> What needs to be done
Take the data from its first line. Print each line exactly until the line containing "safe inside HTML." has been printed too.

> Dataset items

--------------------

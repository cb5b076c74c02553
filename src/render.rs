use crate::notes::Block;
use crate::view::{FollowUpView, HistoryView, RecommendationView, TimelineView};

/// Target format for rendered output.
#[derive(Debug, Clone, Copy, Default, PartialEq, Eq)]
pub enum OutputFormat {
    Html,
    #[default]
    Markdown,
    Text,
}

/// Escape `&`, `<` and `>` so text is safe inside HTML.
pub fn escape_html(text: &str) -> String {
    text.replace('&', "&amp;")
        .replace('<', "&lt;")
        .replace('>', "&gt;")
}

/// Block text escaped for HTML. The `<strong>` spans survive as markup.
fn html_inline(inline: &str) -> String {
    escape_html(inline)
        .replace("&lt;strong&gt;", "<strong>")
        .replace("&lt;/strong&gt;", "</strong>")
}

/// Block text with `<strong>` spans removed.
pub fn plain_text(inline: &str) -> String {
    inline.replace("<strong>", "").replace("</strong>", "")
}

/// Block text with `<strong>` spans turned back into `**` markers.
fn markdown_inline(inline: &str) -> String {
    inline.replace("<strong>", "**").replace("</strong>", "**")
}

/// Plain paragraph text. Removing emphasis can expose a leading `* ` or `- `,
/// which is escaped so the line does not read back as a bullet item.
fn text_paragraph(inline: &str) -> String {
    let text = plain_text(inline);
    let text = text.trim();
    if text.starts_with("* ") || text.starts_with("- ") {
        format!("\\{text}")
    } else {
        text.to_string()
    }
}

/// Format a Markdown heading at the given level (clamped to 1..=6).
pub fn format_heading(level: u8, text: &str) -> String {
    let level = level.clamp(1, 6);
    let hashes = "#".repeat(level as usize);
    format!("{} {}\n", hashes, text)
}

/// Format a bullet list item.
pub fn format_list_item(text: &str) -> String {
    format!("- {text}")
}

/// Render blocks as HTML: `<p>` per paragraph, `<ul>` per bullet list.
pub fn blocks_to_html(blocks: &[Block]) -> String {
    render_blocks(blocks, OutputFormat::Html)
}

/// Render blocks as Markdown. Normalizing the output again yields the same blocks.
pub fn blocks_to_markdown(blocks: &[Block]) -> String {
    render_blocks(blocks, OutputFormat::Markdown)
}

/// Render blocks as plain text, keeping `- ` list markers.
pub fn blocks_to_text(blocks: &[Block]) -> String {
    render_blocks(blocks, OutputFormat::Text)
}

pub fn render_blocks(blocks: &[Block], format: OutputFormat) -> String {
    let mut doc = DocWriter::new(format);
    doc.blocks(blocks);
    doc.finish()
}

/// Render the full results panel for one recommendation.
pub fn render_view(view: &RecommendationView, format: OutputFormat) -> String {
    let mut doc = DocWriter::new(format);
    doc.open_section("recommendation");
    doc.heading(1, &view.disease_name);
    doc.line(&format!("AI Provider: {}", view.ai_provider));

    doc.heading(2, "Foods to Eat");
    doc.items(&view.foods_to_eat);

    doc.heading(2, "Foods to Avoid");
    doc.items(&view.foods_to_avoid);

    doc.heading(2, "Notes");
    doc.blocks(&view.notes);

    if let Some(raw) = &view.raw {
        doc.heading(2, "Raw Response");
        doc.blocks(raw);
    }
    doc.close_section();
    doc.finish()
}

/// Render the history sidebar.
pub fn render_history(view: &HistoryView, format: OutputFormat) -> String {
    let mut doc = DocWriter::new(format);
    doc.open_section("history");
    doc.heading(2, "History");
    if view.entries.is_empty() {
        doc.line("No history yet");
    } else {
        let rows: Vec<String> = view
            .entries
            .iter()
            .map(|entry| {
                let mut row = match entry.id {
                    Some(id) => format!("#{id} {}", entry.title),
                    None => entry.title.clone(),
                };
                if let Some(subtitle) = &entry.subtitle {
                    row.push_str(&format!(" ({subtitle})"));
                }
                row
            })
            .collect();
        doc.items(&rows);
    }
    doc.close_section();
    doc.finish()
}

/// Render the follow-up timeline of one case.
pub fn render_timeline(view: &TimelineView, format: OutputFormat) -> String {
    let mut doc = DocWriter::new(format);
    doc.open_section("timeline");
    doc.heading(2, "Timeline");
    if view.entries.is_empty() {
        doc.line("No follow-ups yet");
    }
    for entry in &view.entries {
        let title = match &entry.date {
            Some(date) => format!("{date}: {}", entry.condition),
            None => entry.condition.clone(),
        };
        doc.heading(3, &title);
        if let Some(notes) = &entry.notes {
            doc.line(notes);
        }
        if let Some(advice) = &entry.advice {
            doc.blocks(advice);
        }
    }
    doc.close_section();
    doc.finish()
}

/// Render the analysis of a submitted follow-up.
pub fn render_follow_up(view: &FollowUpView, format: OutputFormat) -> String {
    let mut doc = DocWriter::new(format);
    doc.open_section("follow-up");
    doc.heading(2, &format!("Status: {}", view.status.label()));
    doc.blocks(&view.advice);
    doc.close_section();
    doc.finish()
}

// ---- Output assembly ----

/// Appends document elements in one format.
///
/// Markdown and text separate top-level elements with a blank line; HTML puts
/// one element per line.
struct DocWriter {
    format: OutputFormat,
    out: String,
    at_start: bool,
}

impl DocWriter {
    fn new(format: OutputFormat) -> Self {
        Self {
            format,
            out: String::new(),
            at_start: true,
        }
    }

    fn separate(&mut self) {
        if !self.at_start && self.format != OutputFormat::Html {
            self.out.push('\n');
        }
        self.at_start = false;
    }

    fn open_section(&mut self, class: &str) {
        if self.format == OutputFormat::Html {
            self.out.push_str(&format!("<section class=\"{class}\">\n"));
        }
    }

    fn close_section(&mut self) {
        if self.format == OutputFormat::Html {
            self.out.push_str("</section>\n");
        }
    }

    fn heading(&mut self, level: u8, text: &str) {
        self.separate();
        match self.format {
            OutputFormat::Html => {
                let level = level.clamp(1, 6);
                self.out
                    .push_str(&format!("<h{level}>{}</h{level}>\n", escape_html(text)));
            }
            OutputFormat::Markdown => self.out.push_str(&format_heading(level, text)),
            OutputFormat::Text => {
                self.out.push_str(text);
                self.out.push('\n');
                if level <= 2 {
                    let rule = if level == 1 { '=' } else { '-' };
                    self.out
                        .push_str(&rule.to_string().repeat(text.chars().count()));
                    self.out.push('\n');
                }
            }
        }
    }

    /// A paragraph of plain (not inline-HTML) text.
    fn line(&mut self, text: &str) {
        self.separate();
        match self.format {
            OutputFormat::Html => self.out.push_str(&format!("<p>{}</p>\n", escape_html(text))),
            OutputFormat::Markdown | OutputFormat::Text => {
                self.out.push_str(text);
                self.out.push('\n');
            }
        }
    }

    /// A bullet list of plain (not inline-HTML) items.
    fn items(&mut self, items: &[String]) {
        let escaped: Vec<String>;
        let items: &[String] = if self.format == OutputFormat::Html {
            escaped = items.iter().map(|i| escape_html(i)).collect();
            &escaped
        } else {
            items
        };
        self.list(items);
    }

    fn list(&mut self, items: &[String]) {
        self.separate();
        match self.format {
            OutputFormat::Html => {
                self.out.push_str("<ul>\n");
                for item in items {
                    self.out.push_str(&format!("<li>{item}</li>\n"));
                }
                self.out.push_str("</ul>\n");
            }
            OutputFormat::Markdown | OutputFormat::Text => {
                for item in items {
                    self.out.push_str(&format_list_item(item));
                    self.out.push('\n');
                }
            }
        }
    }

    fn blocks(&mut self, blocks: &[Block]) {
        for block in blocks {
            match block {
                Block::Paragraph(text) => {
                    self.separate();
                    let text = match self.format {
                        OutputFormat::Html => format!("<p>{}</p>", html_inline(text)),
                        OutputFormat::Markdown => markdown_inline(text),
                        OutputFormat::Text => text_paragraph(text),
                    };
                    self.out.push_str(&text);
                    self.out.push('\n');
                }
                Block::BulletList(items) => {
                    let items: Vec<String> = match self.format {
                        OutputFormat::Html => items.iter().map(|i| html_inline(i)).collect(),
                        OutputFormat::Markdown => {
                            items.iter().map(|i| markdown_inline(i)).collect()
                        }
                        OutputFormat::Text => items.iter().map(|i| plain_text(i)).collect(),
                    };
                    self.list(&items);
                }
            }
        }
    }

    fn finish(self) -> String {
        self.out
    }
}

--------------------

> Response to the exercise
repository cb5b076c74c02553
filename src/render.rs
use crate::notes::Block;
use crate::view::{FollowUpView, HistoryView, RecommendationView, TimelineView};

/// Target format for rendered output.
#[derive(Debug, Clone, Copy, Default, PartialEq, Eq)]
pub enum OutputFormat {
    Html,
    #[default]
    Markdown,
    Text,
}

/// Escape `&`, `<` and `>` so text is safe inside HTML.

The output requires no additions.